• TASK INSTRUCTIONS
Each line from the one containing "columns with no" through the final line below must be reproduced exactly, and no others.

• EXTRACTED INFORMATION
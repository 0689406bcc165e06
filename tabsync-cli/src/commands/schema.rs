//! `tabsync schema`: resolve both schemas and print the field mapping.

use std::path::PathBuf;

use anyhow::{Context, Result};
use clap::Args;
use colored::Colorize;
use serde::Serialize;
use tabled::{settings::Style, Table, Tabled};

use tabsync_sync::{schema, ResolvedSchema, Throttle};

use super::load_config;

#[derive(Args, Debug)]
pub struct SchemaArgs {
    /// Config file (defaults to ~/.tabsync/config.yaml).
    #[arg(long)]
    pub config: Option<PathBuf>,

    /// Emit machine-readable JSON.
    #[arg(long)]
    pub json: bool,
}

#[derive(Tabled, Serialize)]
struct FieldRow {
    #[tabled(rename = "column")]
    column: String,
    #[tabled(rename = "property")]
    property: String,
    #[tabled(rename = "type")]
    ty: String,
    #[tabled(rename = "reverse")]
    reverse: String,
}

#[derive(Serialize)]
struct SchemaJson {
    fields: Vec<FieldRow>,
    identifier_column: String,
    ignored_properties: Vec<String>,
    ignored_columns: Vec<String>,
}

impl SchemaArgs {
    pub fn run(self) -> Result<()> {
        let config = load_config(self.config.as_ref())?;
        let (notion, sheets) = tabsync_clients::connect(&config);
        let mut throttle = Throttle::from_config(&config);
        let resolved = schema::resolve(&notion, &sheets, &config.identifier_column, &mut throttle)
            .context("failed to resolve schemas")?;

        let payload = build(&resolved, &config.identifier_column);
        if self.json {
            println!(
                "{}",
                serde_json::to_string_pretty(&payload).context("failed to serialize schema JSON")?
            );
            return Ok(());
        }
        print_table(payload);
        Ok(())
    }
}

fn build(resolved: &ResolvedSchema, identifier_column: &str) -> SchemaJson {
    let fields = resolved
        .mapping
        .fields
        .iter()
        .map(|field| FieldRow {
            column: column_letter(field.column),
            property: field.name.clone(),
            ty: field.ty.tag().to_string(),
            reverse: if field.ty.is_writable() {
                "written".to_string()
            } else {
                "read-only".to_string()
            },
        })
        .collect();
    SchemaJson {
        fields,
        identifier_column: format!(
            "{} ({})",
            identifier_column,
            column_letter(resolved.mapping.id_column)
        ),
        ignored_properties: resolved.mapping.ignored_properties.clone(),
        ignored_columns: resolved.mapping.ignored_columns.clone(),
    }
}

fn print_table(payload: SchemaJson) {
    println!(
        "{} field(s) mapped, identifier column {}",
        payload.fields.len(),
        payload.identifier_column.bold()
    );
    if !payload.fields.is_empty() {
        let mut table = Table::new(payload.fields);
        table.with(Style::rounded());
        println!("{table}");
    }
    if !payload.ignored_properties.is_empty() {
        println!(
            "{} properties with no column: {}",
            "·".bright_black(),
            payload.ignored_properties.join(", ")
        );
    }
    if !payload.ignored_columns.is_empty() {
        println!(
            "{} columns with no property: {}",
            "·".bright_black(),
            payload.ignored_columns.join(", ")
        );
    }
}

/// Zero-based column index to A1 letters (0 → A, 26 → AA).
fn column_letter(index: usize) -> String {
    let mut n = index + 1;
    let mut letters = Vec::new();
    while n > 0 {
        let rem = (n - 1) % 26;
        letters.push(char::from(b'A' + rem as u8));
        n = (n - 1) / 26;
    }
    letters.iter().rev().collect()
}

• EXERCISE SOLUTION
            "{} columns with no property: {}",
            "·".bright_black(),
            payload.ignored_columns.join(", ")
        );
    }
}

/// Zero-based column index to A1 letters (0 → A, 26 → AA).
fn column_letter(index: usize) -> String {
    let mut n = index + 1;
    let mut letters = Vec::new();
    while n > 0 {
        let rem = (n - 1) % 26;
        letters.push(char::from(b'A' + rem as u8));
        n = (n - 1) / 26;
    }
    letters.iter().rev().collect()
}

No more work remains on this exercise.